■ **YOUR ASSIGNMENT**
The number of lines holding the string "static" is all that is wanted; count them in the records below.

■ **DATA TO PROCESS**
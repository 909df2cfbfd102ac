//! Immutable per-resource validation context.

use std::collections::BTreeSet;
use std::fmt;
use std::sync::Arc;

use crate::container::ResourceOpener;
use crate::report::ReportSink;
use crate::schema::SchemaTable;
use crate::xref::XRefRegistry;

/// EPUB major version of the publication being checked.
#[derive(Clone, Copy, Debug, PartialEq, Eq, PartialOrd, Ord, Hash)]
pub enum EpubVersion {
    /// EPUB 2.0.1 (OPS/OPF 2).
    V2,
    /// EPUB 3.x.
    V3,
}

impl EpubVersion {
    /// Version from a package `version` attribute; unknown values map to 3.
    pub fn from_package_attr(value: &str) -> Self {
        if value.trim().starts_with('2') {
            EpubVersion::V2
        } else {
            EpubVersion::V3
        }
    }
}

impl fmt::Display for EpubVersion {
    fn fmt(&self, f: &mut fmt::Formatter<'_>) -> fmt::Result {
        match self {
            EpubVersion::V2 => write!(f, "2.0"),
            EpubVersion::V3 => write!(f, "3.0"),
        }
    }
}

/// Extra rule set requested for the run.
#[derive(Clone, Copy, Debug, Default, PartialEq, Eq, PartialOrd, Ord, Hash)]
pub enum ValidationProfile {
    /// Core rules only.
    #[default]
    Default,
    /// EDUPUB rules.
    Edupub,
    /// EPUB Indexes rules.
    Index,
    /// EPUB Dictionaries rules.
    Dictionary,
    /// EPUB Previews rules.
    Preview,
}

impl ValidationProfile {
    /// Parse a CLI profile name.
    pub fn parse(value: &str) -> Option<Self> {
        match value {
            "default" => Some(ValidationProfile::Default),
            "edupub" => Some(ValidationProfile::Edupub),
            "idx" | "index" => Some(ValidationProfile::Index),
            "dict" | "dictionary" => Some(ValidationProfile::Dictionary),
            "preview" => Some(ValidationProfile::Preview),
            _ => None,
        }
    }
}

/// Publication type declared with `dc:type`.
#[derive(Clone, Copy, Debug, PartialEq, Eq, PartialOrd, Ord, Hash)]
pub enum PublicationType {
    /// `edupub`
    Edupub,
    /// `index`
    Index,
    /// `dictionary`
    Dictionary,
    /// `preview`
    Preview,
}

impl PublicationType {
    /// Recognize a `dc:type` value.
    pub fn from_dc_type(value: &str) -> Option<Self> {
        match value.trim() {
            "edupub" => Some(PublicationType::Edupub),
            "index" => Some(PublicationType::Index),
            "dictionary" => Some(PublicationType::Dictionary),
            "preview" => Some(PublicationType::Preview),
            _ => None,
        }
    }
}

/// Shared handles every context of a run points at.
#[derive(Clone)]
pub struct RunHandles {
    /// Diagnostic sink.
    pub sink: Arc<dyn ReportSink>,
    /// Cross-reference registry.
    pub xrefs: Arc<XRefRegistry>,
    /// Resource access.
    pub opener: Arc<dyn ResourceOpener>,
    /// Schema selection table owned by the run.
    pub schemas: Arc<SchemaTable>,
}

/// Everything a checker needs to know about the resource it checks.
///
/// Contexts are never mutated; per-resource contexts are derived from the
/// publication context with [`ValidationContext::for_resource`].
#[derive(Clone)]
pub struct ValidationContext {
    path: String,
    media_type: String,
    version: EpubVersion,
    profile: ValidationProfile,
    pub_types: BTreeSet<PublicationType>,
    properties: BTreeSet<String>,
    handles: RunHandles,
}

impl ValidationContext {
    /// Root context for a run.
    pub fn new(
        handles: RunHandles,
        path: impl Into<String>,
        media_type: impl Into<String>,
        version: EpubVersion,
        profile: ValidationProfile,
    ) -> Self {
        Self {
            path: path.into(),
            media_type: media_type.into(),
            version,
            profile,
            pub_types: BTreeSet::new(),
            properties: BTreeSet::new(),
            handles,
        }
    }

    /// Same context with publication types set.
    pub fn with_pub_types(mut self, pub_types: impl IntoIterator<Item = PublicationType>) -> Self {
        self.pub_types = pub_types.into_iter().collect();
        self
    }

    /// Same context with item properties set.
    pub fn with_properties<I, S>(mut self, properties: I) -> Self
    where
        I: IntoIterator<Item = S>,
        S: Into<String>,
    {
        self.properties = properties.into_iter().map(Into::into).collect();
        self
    }

    /// Child context for another resource. Version, profile and publication
    /// types are inherited.
    pub fn for_resource<I, S>(&self, path: &str, media_type: &str, properties: I) -> Self
    where
        I: IntoIterator<Item = S>,
        S: Into<String>,
    {
        Self {
            path: path.to_string(),
            media_type: media_type.to_string(),
            version: self.version,
            profile: self.profile,
            pub_types: self.pub_types.clone(),
            properties: properties.into_iter().map(Into::into).collect(),
            handles: self.handles.clone(),
        }
    }

    /// Container path of the resource.
    pub fn path(&self) -> &str {
        &self.path
    }

    /// Declared media type of the resource.
    pub fn media_type(&self) -> &str {
        &self.media_type
    }

    /// Publication EPUB version.
    pub fn version(&self) -> EpubVersion {
        self.version
    }

    /// Whether the publication is EPUB 3.
    pub fn is_epub3(&self) -> bool {
        self.version == EpubVersion::V3
    }

    /// Requested profile.
    pub fn profile(&self) -> ValidationProfile {
        self.profile
    }

    /// Declared publication types.
    pub fn pub_types(&self) -> &BTreeSet<PublicationType> {
        &self.pub_types
    }

    /// Whether `pub_type` was declared.
    pub fn has_pub_type(&self, pub_type: PublicationType) -> bool {
        self.pub_types.contains(&pub_type)
    }

    /// Manifest item properties of the resource.
    pub fn properties(&self) -> &BTreeSet<String> {
        &self.properties
    }

    /// Whether the resource's manifest item declares `property`.
    pub fn has_property(&self, property: &str) -> bool {
        self.properties.contains(property)
    }

    /// Diagnostic sink.
    pub fn sink(&self) -> &dyn ReportSink {
        self.handles.sink.as_ref()
    }

    /// Cross-reference registry.
    pub fn xrefs(&self) -> &XRefRegistry {
        &self.handles.xrefs
    }

    /// Resource access.
    pub fn opener(&self) -> &dyn ResourceOpener {
        self.handles.opener.as_ref()
    }

    /// Schema selection table.
    pub fn schemas(&self) -> &SchemaTable {
        &self.handles.schemas
    }
}

impl fmt::Debug for ValidationContext {
    fn fmt(&self, f: &mut fmt::Formatter<'_>) -> fmt::Result {
        f.debug_struct("ValidationContext")
            .field("path", &self.path)
            .field("media_type", &self.media_type)
            .field("version", &self.version)
            .field("profile", &self.profile)
            .field("pub_types", &self.pub_types)
            .field("properties", &self.properties)
            .finish_non_exhaustive()
    }
}

#[cfg(test)]
pub(crate) mod tests {
    use super::*;
    use crate::container::{Container, MemoryProvider};
    use crate::report::ReportCollector;
    use crate::xref::{RegistryConfig, XRefRegistry};

    /// Context over an in-memory container holding `files`.
    pub(crate) fn memory_context(
        files: &[(&str, &str)],
        path: &str,
        media_type: &str,
        version: EpubVersion,
    ) -> (ValidationContext, Arc<ReportCollector>) {
        let mut provider = MemoryProvider::new();
        for (name, data) in files {
            provider.insert(*name, *data);
        }
        let container = Container::new(provider).unwrap();
        let sink = Arc::new(ReportCollector::new());
        let handles = RunHandles {
            sink: sink.clone(),
            xrefs: Arc::new(XRefRegistry::new(RegistryConfig::publication(
                container.paths(),
                version,
            ))),
            opener: Arc::new(container),
            schemas: Arc::new(SchemaTable::standard()),
        };
        let ctx = ValidationContext::new(handles, path, media_type, version, ValidationProfile::Default);
        (ctx, sink)
    }

    #[test]
    fn test_child_context_inherits_run_settings() {
        let (root, _) = memory_context(&[], "EPUB/package.opf", crate::media::OPF, EpubVersion::V3);
        let root = root.with_pub_types([PublicationType::Dictionary]);
        let child = root.for_resource("EPUB/nav.xhtml", crate::media::XHTML, ["nav"]);
        assert_eq!(child.path(), "EPUB/nav.xhtml");
        assert_eq!(child.version(), EpubVersion::V3);
        assert!(child.has_pub_type(PublicationType::Dictionary));
        assert!(child.has_property("nav"));
        assert!(!root.has_property("nav"));
    }

    #[test]
    fn test_version_from_package_attr() {
        assert_eq!(EpubVersion::from_package_attr("2.0"), EpubVersion::V2);
        assert_eq!(EpubVersion::from_package_attr("3.0"), EpubVersion::V3);
        assert_eq!(EpubVersion::from_package_attr("3.3"), EpubVersion::V3);
    }

    #[test]
    fn test_profile_and_pub_type_parsing() {
        assert_eq!(ValidationProfile::parse("idx"), Some(ValidationProfile::Index));
        assert_eq!(ValidationProfile::parse("bogus"), None);
        assert_eq!(
            PublicationType::from_dc_type(" dictionary "),
            Some(PublicationType::Dictionary)
        );
        assert_eq!(PublicationType::from_dc_type("novel"), None);
    }
}
impl XmlDocument {
    /// Ordered event stream.
    pub fn events(&self) -> &[XmlEvent] {
        &self.events
    }

    /// Root element id (always 0).
    pub fn root_id(&self) -> NodeId {
        0
    }

    /// Root element.
    pub fn root(&self) -> &Element {
        &self.elements[0]
    }

    /// Element by id.
    pub fn element(&self, id: NodeId) -> &Element {
        &self.elements[id]
    }

    /// Number of elements.
    pub fn len(&self) -> usize {
        self.elements.len()
    }

    /// Always false for a parsed document; there is at least a root.
    pub fn is_empty(&self) -> bool {
        self.elements.is_empty()
    }

    /// DOCTYPE declaration content, if any.
    pub fn doctype(&self) -> Option<&str> {
        self.doctype.as_deref()
    }

    /// Encoding named in the XML declaration.
    pub fn declared_encoding(&self) -> Option<&str> {
        self.declared_encoding.as_deref()
    }

    /// Element children of `id`.
    pub fn children(&self, id: NodeId) -> impl Iterator<Item = NodeId> + '_ {
        self.elements[id].content.iter().filter_map(|c| match c {
            Content::Element(child) => Some(*child),
            Content::Text(_) => None,
        })
    }

    /// Element children of `id` named `local` in `ns`.
    pub fn children_named<'a>(
        &'a self,
        id: NodeId,
        ns: &'a str,
        local: &'a str,
    ) -> impl Iterator<Item = NodeId> + 'a {
        self.children(id)
            .filter(move |child| self.elements[*child].is(ns, local))
    }

    /// First element child of `id` named `local` in `ns`.
    pub fn first_child_named(&self, id: NodeId, ns: &str, local: &str) -> Option<NodeId> {
        self.children_named(id, ns, local).next()
    }

    /// All descendant elements of `id` in document order.
    pub fn descendants(&self, id: NodeId) -> Vec<NodeId> {
        let mut out = Vec::new();
        let mut stack: Vec<NodeId> = self.children(id).collect();
        stack.reverse();
        while let Some(next) = stack.pop() {
            out.push(next);
            let start = stack.len();
            stack.extend(self.children(next));
            stack[start..].reverse();
        }
        out
    }

    /// Concatenated text of `id` and its descendants.
    pub fn text_content(&self, id: NodeId) -> String {
        let mut out = String::new();
        self.collect_text(id, &mut out);
        out
    }

    fn collect_text(&self, id: NodeId, out: &mut String) {
        for content in &self.elements[id].content {
            match content {
                Content::Text(text) => out.push_str(text),
                Content::Element(child) => self.collect_text(*child, out),
            }
        }
    }

    /// Nearest ancestor of `id` (excluding itself) named `local` in `ns`.
    pub fn ancestor_named(&self, id: NodeId, ns: &str, local: &str) -> Option<NodeId> {
        let mut cursor = self.elements[id].parent;
        while let Some(parent) = cursor {
            if self.elements[parent].is(ns, local) {
                return Some(parent);
            }
            cursor = self.elements[parent].parent;
        }
        None
    }
}
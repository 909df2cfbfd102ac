//! Media type constants, classification and magic-byte sniffing.

/// `application/epub+zip`, the required content of the `mimetype` entry.
pub const EPUB_ZIP: &str = "application/epub+zip";
/// Package document.
pub const OPF: &str = "application/oebps-package+xml";
/// XHTML content document.
pub const XHTML: &str = "application/xhtml+xml";
/// EPUB 2 OPS legacy content (`text/x-oeb1-document`).
pub const OEB1_DOCUMENT: &str = "text/x-oeb1-document";
/// DTBook document (EPUB 2 core media type).
pub const DTBOOK: &str = "application/x-dtbook+xml";
/// SVG content document or image.
pub const SVG: &str = "image/svg+xml";
/// NCX navigation control file.
pub const NCX: &str = "application/x-dtbncx+xml";
/// SMIL media overlay.
pub const SMIL: &str = "application/smil+xml";
/// CSS stylesheet.
pub const CSS: &str = "text/css";
/// Search key map (EPUB indexes).
pub const SEARCH_KEY_MAP: &str = "application/vnd.epub.search-key-map+xml";
/// Plain XML, used for container sidecars.
pub const XML: &str = "application/xml";

/// Strip parameters and whitespace and lowercase the type/subtype.
pub fn essence(media_type: &str) -> &str {
    media_type.split(';').next().unwrap_or_default().trim()
}

/// Media types whose fragments are ID references into an XML tree.
pub fn is_xml_family(media_type: &str) -> bool {
    let media_type = essence(media_type);
    matches!(
        media_type,
        XHTML | OPF | NCX | SMIL | SVG | SEARCH_KEY_MAP | DTBOOK | OEB1_DOCUMENT | XML
    ) || media_type == "text/xml"
        || media_type.ends_with("+xml")
}

/// Content documents that may appear in the spine without a fallback.
pub fn is_content_document(media_type: &str, epub3: bool) -> bool {
    match essence(media_type) {
        XHTML => true,
        SVG => epub3,
        DTBOOK | OEB1_DOCUMENT => !epub3,
        _ => false,
    }
}

/// Raster image core media types.
pub fn is_bitmap_image(media_type: &str) -> bool {
    matches!(
        essence(media_type),
        "image/png" | "image/jpeg" | "image/gif" | "image/webp"
    )
}

/// Any image type, raster or vector.
pub fn is_image(media_type: &str) -> bool {
    essence(media_type).starts_with("image/")
}

/// Font media types, including the legacy aliases seen in the wild.
pub fn is_font(media_type: &str) -> bool {
    let media_type = essence(media_type);
    media_type.starts_with("font/")
        || matches!(
            media_type,
            "application/font-woff"
                | "application/font-sfnt"
                | "application/vnd.ms-opentype"
                | "application/x-font-ttf"
                | "application/x-font-otf"
        )
}

/// Script media types.
pub fn is_script(media_type: &str) -> bool {
    matches!(
        essence(media_type),
        "application/javascript" | "text/javascript" | "application/ecmascript"
    )
}

/// Audio media types.
pub fn is_audio(media_type: &str) -> bool {
    essence(media_type).starts_with("audio/")
}

/// Video media types.
pub fn is_video(media_type: &str) -> bool {
    essence(media_type).starts_with("video/")
}

/// Best-effort media type from a file extension, used when a resource has no
/// manifest declaration (container sidecars, single-file mode).
pub fn guess_from_path(path: &str) -> Option<&'static str> {
    let ext = path.rsplit_once('.')?.1.to_ascii_lowercase();
    let media_type = match ext.as_str() {
        "xhtml" | "html" | "htm" => XHTML,
        "opf" => OPF,
        "ncx" => NCX,
        "smil" => SMIL,
        "css" => CSS,
        "svg" => SVG,
        "xml" => XML,
        "png" => "image/png",
        "jpg" | "jpeg" => "image/jpeg",
        "gif" => "image/gif",
        "webp" => "image/webp",
        "otf" => "font/otf",
        "ttf" => "font/ttf",
        "woff" => "font/woff",
        "woff2" => "font/woff2",
        "mp3" => "audio/mpeg",
        "m4a" | "mp4" => "audio/mp4",
        "js" => "application/javascript",
        _ => return None,
    };
    Some(media_type)
}

/// Sniff a raster image type from its leading bytes.
pub fn sniff_bitmap(data: &[u8]) -> Option<&'static str> {
    if data.starts_with(&[0x89, b'P', b'N', b'G', 0x0D, 0x0A, 0x1A, 0x0A]) {
        return Some("image/png");
    }
    if data.starts_with(&[0xFF, 0xD8, 0xFF]) {
        return Some("image/jpeg");
    }
    if data.starts_with(b"GIF87a") || data.starts_with(b"GIF89a") {
        return Some("image/gif");
    }
    if data.len() >= 12 && &data[0..4] == b"RIFF" && &data[8..12] == b"WEBP" {
        return Some("image/webp");
    }
    None
}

■ **TASK ANSWER**
2